//! Blocks, statements and continuations: the lexical scope tree.
//!
//! A [`Block`] is one scope. It declares variables, runs its statements in
//! order, and runs its cleanup list on every exit. A [`Continuation`] is a
//! statement that owns nested blocks and decides how often, and on which
//! task, they run.

use std::fmt;

use flux_stack::ensure_sufficient_stack;

use crate::{Arg, HoldCounts, Instruction, RcKind, VarId};

/// Identifier of a block, unique within a function.
#[derive(Copy, Clone, PartialEq, Eq, Hash, PartialOrd, Ord)]
#[cfg_attr(feature = "serde", derive(serde::Serialize, serde::Deserialize))]
#[repr(transparent)]
pub struct BlockId(u32);

impl BlockId {
    #[inline]
    pub const fn new(raw: u32) -> Self {
        BlockId(raw)
    }

    #[inline]
    pub const fn raw(self) -> u32 {
        self.0
    }

    #[inline]
    pub const fn index(self) -> usize {
        self.0 as usize
    }
}

impl fmt::Debug for BlockId {
    fn fmt(&self, f: &mut fmt::Formatter<'_>) -> fmt::Result {
        write!(f, "b{}", self.0)
    }
}

/// Declaration of a variable in a block, with the holds it is allocated with.
#[derive(Clone, Debug, PartialEq, Eq)]
#[cfg_attr(feature = "serde", derive(serde::Serialize, serde::Deserialize))]
pub struct Declaration {
    pub var: VarId,
    pub init: HoldCounts,
}

/// One refcount change attached to a loop's control.
#[derive(Clone, Debug, PartialEq, Eq)]
#[cfg_attr(feature = "serde", derive(serde::Serialize, serde::Deserialize))]
pub struct RcDelta {
    pub var: VarId,
    pub kind: RcKind,
    pub amount: i64,
}

/// Refcount changes applied by a loop's own control instructions.
#[derive(Clone, Debug, Default, PartialEq, Eq)]
#[cfg_attr(feature = "serde", derive(serde::Serialize, serde::Deserialize))]
pub struct LoopRefcounts {
    /// Applied once before the first iteration, multiplied by the number
    /// of iterations.
    pub start_incrs: Vec<RcDelta>,
    /// Applied at the end of every iteration.
    pub end_decrs: Vec<RcDelta>,
}

impl LoopRefcounts {
    pub fn is_empty(&self) -> bool {
        self.start_incrs.is_empty() && self.end_decrs.is_empty()
    }
}

#[derive(Clone, Debug, PartialEq, Eq)]
#[cfg_attr(feature = "serde", derive(serde::Serialize, serde::Deserialize))]
pub enum Statement {
    Instr(Instruction),
    Cont(Continuation),
}

/// Control-flow construct owning nested blocks.
#[derive(Clone, Debug, PartialEq, Eq)]
#[cfg_attr(feature = "serde", derive(serde::Serialize, serde::Deserialize))]
pub enum Continuation {
    /// Two-way conditional on a boolean value.
    If {
        cond: VarId,
        then_block: Block,
        else_block: Block,
    },
    /// Multi-way branch on an integer value. Exhaustive iff `default` is set.
    Switch {
        on: VarId,
        cases: Vec<(i64, Block)>,
        default: Option<Block>,
    },
    /// Synchronous block that runs exactly once.
    Nested { block: Block },
    /// Task that runs its block once after every `wait_for` future is set.
    Wait { wait_for: Vec<VarId>, block: Block },
    /// Inclusive integer range loop. `var` is declared in `block`.
    RangeLoop {
        var: VarId,
        start: Arg,
        end: Arg,
        step: Arg,
        spawn: bool,
        block: Block,
        rc: LoopRefcounts,
    },
    /// Loop over the members of `container`. `member` is declared in `block`.
    Foreach {
        container: VarId,
        member: VarId,
        spawn: bool,
        block: Block,
        rc: LoopRefcounts,
    },
}

impl Continuation {
    /// Whether the nested blocks run on a task of their own.
    pub fn is_async(&self) -> bool {
        match self {
            Continuation::Wait { .. } => true,
            Continuation::RangeLoop { spawn, .. } | Continuation::Foreach { spawn, .. } => *spawn,
            Continuation::If { .. } | Continuation::Switch { .. } | Continuation::Nested { .. } => {
                false
            }
        }
    }

    /// Whether the (single) nested block runs exactly once whenever the
    /// continuation is reached.
    pub fn runs_once(&self) -> bool {
        matches!(self, Continuation::Nested { .. } | Continuation::Wait { .. })
    }

    /// Whether the continuation is a branch set whose arms are mutually
    /// exclusive and jointly exhaustive.
    pub fn is_exhaustive(&self) -> bool {
        match self {
            Continuation::If { .. } => true,
            Continuation::Switch { default, .. } => default.is_some(),
            _ => false,
        }
    }

    pub fn is_branch(&self) -> bool {
        matches!(self, Continuation::If { .. } | Continuation::Switch { .. })
    }

    pub fn is_loop(&self) -> bool {
        matches!(
            self,
            Continuation::RangeLoop { .. } | Continuation::Foreach { .. }
        )
    }

    /// Statically known iteration count of a loop.
    ///
    /// Range loops are inclusive: `start..=end` by `step`. The count is only
    /// known when all three bounds are integer literals and `step > 0`.
    pub fn iterations(&self) -> Option<u64> {
        let Continuation::RangeLoop {
            start, end, step, ..
        } = self
        else {
            return None;
        };
        let (start, end, step) = (start.as_int()?, end.as_int()?, step.as_int()?);
        if step <= 0 {
            return None;
        }
        if end < start {
            return Some(0);
        }
        let span = i128::from(end) - i128::from(start);
        u64::try_from(span / i128::from(step) + 1).ok()
    }

    pub fn loop_refcounts(&self) -> Option<&LoopRefcounts> {
        match self {
            Continuation::RangeLoop { rc, .. } | Continuation::Foreach { rc, .. } => Some(rc),
            _ => None,
        }
    }

    pub fn loop_refcounts_mut(&mut self) -> Option<&mut LoopRefcounts> {
        match self {
            Continuation::RangeLoop { rc, .. } | Continuation::Foreach { rc, .. } => Some(rc),
            _ => None,
        }
    }

    /// Nested blocks in source order.
    pub fn blocks(&self) -> Vec<&Block> {
        match self {
            Continuation::If {
                then_block,
                else_block,
                ..
            } => vec![then_block, else_block],
            Continuation::Switch { cases, default, .. } => cases
                .iter()
                .map(|(_, b)| b)
                .chain(default.iter())
                .collect(),
            Continuation::Nested { block }
            | Continuation::Wait { block, .. }
            | Continuation::RangeLoop { block, .. }
            | Continuation::Foreach { block, .. } => vec![block],
        }
    }

    pub fn blocks_mut(&mut self) -> Vec<&mut Block> {
        match self {
            Continuation::If {
                then_block,
                else_block,
                ..
            } => vec![then_block, else_block],
            Continuation::Switch { cases, default, .. } => cases
                .iter_mut()
                .map(|(_, b)| b)
                .chain(default.iter_mut())
                .collect(),
            Continuation::Nested { block }
            | Continuation::Wait { block, .. }
            | Continuation::RangeLoop { block, .. }
            | Continuation::Foreach { block, .. } => vec![block],
        }
    }

    /// Variables the continuation's own control reads (conditions, bounds,
    /// awaited futures, iterated containers).
    pub fn control_inputs(&self) -> Vec<VarId> {
        match self {
            Continuation::If { cond, .. } => vec![*cond],
            Continuation::Switch { on, .. } => vec![*on],
            Continuation::Nested { .. } => Vec::new(),
            Continuation::Wait { wait_for, .. } => wait_for.clone(),
            Continuation::RangeLoop {
                start, end, step, ..
            } => [start, end, step].into_iter().filter_map(Arg::var).collect(),
            Continuation::Foreach { container, .. } => vec![*container],
        }
    }

    /// Mutable view of value-typed control operands (range bounds).
    pub fn control_args_mut(&mut self) -> Vec<&mut Arg> {
        match self {
            Continuation::RangeLoop {
                start, end, step, ..
            } => vec![start, end, step],
            _ => Vec::new(),
        }
    }

    /// Variables initialized by the continuation on entry to its block.
    pub fn bound_vars(&self) -> Vec<VarId> {
        match self {
            Continuation::RangeLoop { var, .. } => vec![*var],
            Continuation::Foreach { member, .. } => vec![*member],
            _ => Vec::new(),
        }
    }
}

/// A lexical scope.
#[derive(Clone, Debug, PartialEq, Eq)]
#[cfg_attr(feature = "serde", derive(serde::Serialize, serde::Deserialize))]
pub struct Block {
    pub id: BlockId,
    pub variables: Vec<Declaration>,
    pub statements: Vec<Statement>,
    /// Instructions run on every exit from the block.
    pub cleanups: Vec<Instruction>,
}

impl Block {
    pub fn new(id: BlockId) -> Self {
        Block {
            id,
            variables: Vec::new(),
            statements: Vec::new(),
            cleanups: Vec::new(),
        }
    }

    pub fn declares(&self, var: VarId) -> bool {
        self.variables.iter().any(|d| d.var == var)
    }

    pub fn declaration_mut(&mut self, var: VarId) -> Option<&mut Declaration> {
        self.variables.iter_mut().find(|d| d.var == var)
    }

    pub fn instructions(&self) -> impl Iterator<Item = &Instruction> {
        self.statements.iter().filter_map(|s| match s {
            Statement::Instr(i) => Some(i),
            Statement::Cont(_) => None,
        })
    }

    /// Visit this block and every nested block, parents before children.
    pub fn walk<'a>(&'a self, f: &mut dyn FnMut(&'a Block)) {
        ensure_sufficient_stack(|| {
            f(self);
            for stmt in &self.statements {
                if let Statement::Cont(cont) = stmt {
                    for block in cont.blocks() {
                        block.walk(f);
                    }
                }
            }
        });
    }

    /// Every variable declared in this block or a nested one.
    pub fn declared_in_subtree(&self) -> Vec<VarId> {
        let mut out = Vec::new();
        self.walk(&mut |b| out.extend(b.variables.iter().map(|d| d.var)));
        out
    }

    /// Find a nested block by id.
    pub fn find(&self, id: BlockId) -> Option<&Block> {
        let mut found = None;
        self.walk(&mut |b| {
            if b.id == id && found.is_none() {
                found = Some(b);
            }
        });
        found
    }
}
____________________
Exercise description:
Write out only the lines that run from the line containing "self.variables.iter().any(|d| d.var == var)" through the line containing "pub fn declared_in_subtree(&self)", both included, exactly as they appear above.

Solved problem:
        self.variables.iter().any(|d| d.var == var)
    }

    pub fn declaration_mut(&mut self, var: VarId) -> Option<&mut Declaration> {
        self.variables.iter_mut().find(|d| d.var == var)
    }

    pub fn instructions(&self) -> impl Iterator<Item = &Instruction> {
        self.statements.iter().filter_map(|s| match s {
            Statement::Instr(i) => Some(i),
            Statement::Cont(_) => None,
        })
    }

    /// Visit this block and every nested block, parents before children.
    pub fn walk<'a>(&'a self, f: &mut dyn FnMut(&'a Block)) {
        ensure_sufficient_stack(|| {
            f(self);
            for stmt in &self.statements {
                if let Statement::Cont(cont) = stmt {
                    for block in cont.blocks() {
                        block.walk(f);
                    }
                }
            }
        });
    }

    /// Every variable declared in this block or a nested one.
    pub fn declared_in_subtree(&self) -> Vec<VarId> {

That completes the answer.